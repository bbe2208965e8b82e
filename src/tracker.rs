//! Hysteresis tracker over per-frame convergence points.
//!
//! Each frame is classified as a hit when the convergence point falls inside
//! the target band on the Y axis. Hits grow `hit_streak`; a miss during an
//! active streak only consumes one frame of grace (`miss_grace`), and the
//! streak is dropped once the grace is used up. The track counts as
//! confirmed while `hit_streak > confirm_threshold`.
//!
//! State machine, evaluated once per frame:
//!
//! | condition                                         | event           | effect                          |
//! |---------------------------------------------------|-----------------|---------------------------------|
//! | point inside band                                 | `Hit`           | `hit_streak += 1`, grace → 0    |
//! | `hit_streak > 0 && miss_grace < allowable_skip`   | `ToleratedMiss` | `miss_grace += 1`               |
//! | otherwise                                         | `Lost`          | both counters → 0               |

use crate::geometry::ConvergencePoint;
use serde::Serialize;

pub const DEFAULT_CONFIRM_THRESHOLD: u32 = 3;
pub const DEFAULT_ALLOWABLE_FRAME_SKIP: u32 = 5;
pub const DEFAULT_Y_SHIFT: i32 = 25;
pub const DEFAULT_BAND_HEIGHT: i32 = 50;

/// Tracker configuration; immutable for a run.
#[derive(Clone, Copy, Debug, PartialEq, Eq)]
pub struct TrackerParams {
    /// Confirmed once the hit streak exceeds this value.
    pub confirm_threshold: u32,
    /// Consecutive misses tolerated before a streak is dropped.
    pub allowable_frame_skip: u32,
    /// Offset of the band's lower edge below the frame's middle row.
    pub y_shift: i32,
    /// Band extent upward from its lower edge.
    pub band_height: i32,
}

impl Default for TrackerParams {
    fn default() -> Self {
        Self {
            confirm_threshold: DEFAULT_CONFIRM_THRESHOLD,
            allowable_frame_skip: DEFAULT_ALLOWABLE_FRAME_SKIP,
            y_shift: DEFAULT_Y_SHIFT,
            band_height: DEFAULT_BAND_HEIGHT,
        }
    }
}

/// Inclusive row interval a convergence point must fall into.
#[derive(Clone, Copy, Debug, PartialEq, Eq, Serialize)]
pub struct TrackingBand {
    pub low: i32,
    pub high: i32,
}

impl TrackingBand {
    pub fn new(low: i32, high: i32) -> Self {
        Self { low, high }
    }

    /// `[height/2 + y_shift - band_height, height/2 + y_shift]`.
    pub fn from_frame_height(height: usize, y_shift: i32, band_height: i32) -> Self {
        let high = (height / 2) as i32 + y_shift;
        Self {
            low: high - band_height,
            high,
        }
    }

    #[inline]
    pub fn contains(&self, y: i32) -> bool {
        y >= self.low && y <= self.high
    }
}

/// Cross-frame counters; both start at zero and reset together.
#[derive(Clone, Copy, Debug, Default, PartialEq, Eq, Serialize)]
#[serde(rename_all = "camelCase")]
pub struct TrackerState {
    pub hit_streak: u32,
    pub miss_grace: u32,
}

#[derive(Clone, Copy, Debug, PartialEq, Eq, Serialize)]
pub enum TrackPhase {
    Idle,
    Accumulating,
    Confirmed,
}

impl TrackPhase {
    pub fn of(state: &TrackerState, confirm_threshold: u32) -> Self {
        match state.hit_streak {
            0 => TrackPhase::Idle,
            n if n > confirm_threshold => TrackPhase::Confirmed,
            _ => TrackPhase::Accumulating,
        }
    }
}

/// Which transition fired for a frame.
#[derive(Clone, Copy, Debug, PartialEq, Eq, Serialize)]
pub enum TrackerEvent {
    Hit,
    ToleratedMiss,
    Lost,
}

#[derive(Clone, Copy, Debug, PartialEq, Eq, Serialize)]
#[serde(rename_all = "camelCase")]
pub struct TrackerUpdate {
    pub state: TrackerState,
    pub event: TrackerEvent,
    pub confirmed: bool,
}

/// Owns the only state that survives between frames.
#[derive(Clone, Debug, Default)]
pub struct TemporalTracker {
    params: TrackerParams,
    state: TrackerState,
}

impl TemporalTracker {
    pub fn new(params: TrackerParams) -> Self {
        Self {
            params,
            state: TrackerState::default(),
        }
    }

    pub fn params(&self) -> &TrackerParams {
        &self.params
    }

    pub fn state(&self) -> TrackerState {
        self.state
    }

    pub fn phase(&self) -> TrackPhase {
        TrackPhase::of(&self.state, self.params.confirm_threshold)
    }

    pub fn is_confirmed(&self) -> bool {
        self.state.hit_streak > self.params.confirm_threshold
    }

    /// Band derived from the configured offsets for a frame of `height` rows.
    pub fn band_for_height(&self, height: usize) -> TrackingBand {
        TrackingBand::from_frame_height(height, self.params.y_shift, self.params.band_height)
    }

    pub fn reset(&mut self) {
        self.state = TrackerState::default();
    }

    /// Classifies the frame's point against `band` and advances the state.
    pub fn update(&mut self, point: Option<ConvergencePoint>, band: TrackingBand) -> TrackerUpdate {
        let hit = point.is_some_and(|p| band.contains(p.y));
        self.observe(hit)
    }

    /// Advances the state machine by one frame given its hit/miss outcome.
    pub fn observe(&mut self, hit: bool) -> TrackerUpdate {
        let event = if hit {
            self.state.hit_streak = self.state.hit_streak.saturating_add(1);
            self.state.miss_grace = 0;
            TrackerEvent::Hit
        } else if self.state.hit_streak > 0
            && self.state.miss_grace < self.params.allowable_frame_skip
        {
            self.state.miss_grace += 1;
            TrackerEvent::ToleratedMiss
        } else {
            self.state = TrackerState::default();
            TrackerEvent::Lost
        };
        TrackerUpdate {
            state: self.state,
            event,
            confirmed: self.is_confirmed(),
        }
    }
}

→ Work instructions: Number of lines containing the word "edge" in the material above: report this figure and nothing more.

→ Written answer: 2